LE PERCENTUALI CHE NON CONFORTANO

Se complessivamente il 90% si è esercitato almeno una volta a scuola sulla terza prova, i numeri scendono per gli altri scritti e il colloquio. Per il 22% (circa 1 su 4), quello con la seconda prova sarà un appuntamento al buio, e 3 studenti su 4 si presenteranno di fronte alla commissione senza sapere bene cosa li aspetta.

Osservando i dati nel dettaglio, emerge inoltre che il 17% non ha mai scritto – con la guida dei professori, in classe – un tema d’Italiano sulla falsariga di quelli proposti all’esame, mentre quasi un terzo (29%) ne ha fatto solo uno e il 54% ha ripetuto la simulazione di prima prova più volte. La terza prova rimane quella più testata: tre quarti degli studenti (74%) si sono confrontati con il “chiacchierato” quizzone, provandolo diverse volte; il 16% si è esercitato in un’occasione soltanto; una netta minoranza, quindi, non ha avuto questa possibilità.

SCARSA PREPARAZIONE IN VISTA DELL’ORALE E DELLA SECONDA PROVA

E l’orale? Solo il 25% lo ha simulato adeguatamente e circa la metà lo ha fatto una volta sola. Probabilmente questa mancanza di attenzione alla prova orale è data dalla sua presunta inutilità, infatti molti studenti sostengono che, senza commissari esterni, non sia la stessa cosa.

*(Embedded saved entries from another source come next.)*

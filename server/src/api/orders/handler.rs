//! Order API Handlers

use axum::{
    Json,
    extract::{Path, Query, State},
    http::HeaderMap,
};
use serde::Deserialize;
use validator::Validate;

use crate::AppError;
use crate::auth::OPENID_HEADER;
use crate::core::ServerState;
use crate::db::models::Order;
use crate::orders::{NewOrder, OrderError, OrderLifecycle, OrderStatus};
use crate::utils::{AppResponse, AppResult, ok, ok_with_message};

/// 创建订单请求
///
/// 身份优先取 `x-wx-openid` 头，其次取 body 里的 userId。
#[derive(Debug, Deserialize, Validate)]
#[serde(rename_all = "camelCase")]
pub struct CreateOrderRequest {
    #[validate(length(min = 1, message = "itemsJson cannot be empty"))]
    pub items_json: String,
    #[validate(length(min = 1, message = "addressSnapshot cannot be empty"))]
    pub address_snapshot: String,
    #[validate(range(min = 0.01, message = "totalAmount must be greater than 0"))]
    pub total_amount: f64,
    pub user_id: Option<String>,
}

/// POST /api/order/create - 创建订单（初始状态 pending）
pub async fn create(
    State(state): State<ServerState>,
    headers: HeaderMap,
    Json(payload): Json<CreateOrderRequest>,
) -> AppResult<Json<AppResponse<Order>>> {
    payload
        .validate()
        .map_err(|e| AppError::validation(e.to_string()))?;

    // Header identity takes precedence over the body field
    let user_id = headers
        .get(OPENID_HEADER)
        .and_then(|v| v.to_str().ok())
        .filter(|v| !v.is_empty())
        .map(|v| v.to_string())
        .or(payload.user_id.clone())
        .filter(|v| !v.is_empty())
        .ok_or_else(|| AppError::validation("Missing user identity"))?;

    let lifecycle = OrderLifecycle::new(state.pool());
    let order = lifecycle
        .create_order(NewOrder {
            user_id,
            total_amount: payload.total_amount,
            items_json: payload.items_json,
            address_snapshot: payload.address_snapshot,
        })
        .await?;

    Ok(ok(order))
}

#[derive(Debug, Deserialize)]
#[serde(rename_all = "camelCase")]
pub struct UpdateOrderStatusRequest {
    pub id: i64,
    pub status: String,
}

/// POST /api/order/status - 请求状态流转
///
/// 重复请求同一状态返回空操作成功；非法流转返回 422，
/// 消息同时点名当前状态与目标状态。
pub async fn update_status(
    State(state): State<ServerState>,
    Json(req): Json<UpdateOrderStatusRequest>,
) -> AppResult<Json<AppResponse<Order>>> {
    let lifecycle = OrderLifecycle::new(state.pool());
    let outcome = lifecycle.request_transition(req.id, &req.status).await?;

    let message = if outcome.is_noop() {
        "Status unchanged"
    } else {
        "Status updated"
    };
    Ok(ok_with_message(outcome.order().clone(), message))
}

#[derive(Debug, Deserialize)]
#[serde(rename_all = "camelCase")]
pub struct UpdateTrackingRequest {
    pub id: i64,
    pub tracking_number: String,
}

/// POST /api/order/tracking - 更新运单号（不受状态机约束）
pub async fn update_tracking(
    State(state): State<ServerState>,
    Json(req): Json<UpdateTrackingRequest>,
) -> AppResult<Json<AppResponse<Order>>> {
    let lifecycle = OrderLifecycle::new(state.pool());
    let order = lifecycle.update_tracking(req.id, &req.tracking_number).await?;
    Ok(ok(order))
}

/// GET /api/order/detail/:id - 订单详情
pub async fn detail(
    State(state): State<ServerState>,
    Path(id): Path<i64>,
) -> AppResult<Json<AppResponse<Order>>> {
    let lifecycle = OrderLifecycle::new(state.pool());
    let order = lifecycle
        .get(id)
        .await?
        .ok_or_else(|| AppError::not_found(format!("Order {}", id)))?;
    Ok(ok(order))
}

/// GET /api/order/merchant/list - 商家订单列表（当前返回全部订单）
pub async fn merchant_list(
    State(state): State<ServerState>,
) -> AppResult<Json<AppResponse<Vec<Order>>>> {
    let lifecycle = OrderLifecycle::new(state.pool());
    let orders = lifecycle.list_all().await?;
    Ok(ok(orders))
}

#[derive(Debug, Deserialize)]
#[serde(rename_all = "camelCase")]
pub struct UserOrderListQuery {
    pub user_id: Option<String>,
    /// 可选状态过滤
    pub status: Option<String>,
}

/// GET /api/order/user/list - 用户订单列表
///
/// 身份取 `x-wx-openid` 头，缺省时回退 userId 查询参数。
pub async fn user_list(
    State(state): State<ServerState>,
    headers: HeaderMap,
    Query(query): Query<UserOrderListQuery>,
) -> AppResult<Json<AppResponse<Vec<Order>>>> {
    let user_id = headers
        .get(OPENID_HEADER)
        .and_then(|v| v.to_str().ok())
        .filter(|v| !v.is_empty())
        .map(|v| v.to_string())
        .or(query.user_id.clone())
        .filter(|v| !v.is_empty())
        .ok_or_else(|| AppError::validation("Missing user identity"))?;

    let lifecycle = OrderLifecycle::new(state.pool());
    let orders = match query.status.as_deref() {
        Some(status) => {
            let status: OrderStatus = status
                .parse()
                .map_err(|_| OrderError::InvalidStatus(status.to_string()))?;
            lifecycle.list_by_user_and_status(&user_id, status).await?
        }
        None => lifecycle.list_by_user(&user_id).await?,
    };
    Ok(ok(orders))
}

Tuttavia, il vero problema è rappresentato dalle seconde prove: se il 22% non ha svolto simulazioni, il 37% ne ha sostenuta solo una. Solo Il 41% ha avuto la possibilità di esercitarsi di più. Tra l’altro, chi ne ha svolte, non sempre si è trovato davanti un compito analogo, per struttura e durata, a quello che ritroverà in sede d’esame: nel 28% dei casi la simulazione si è svolta in versione ‘ridotta’.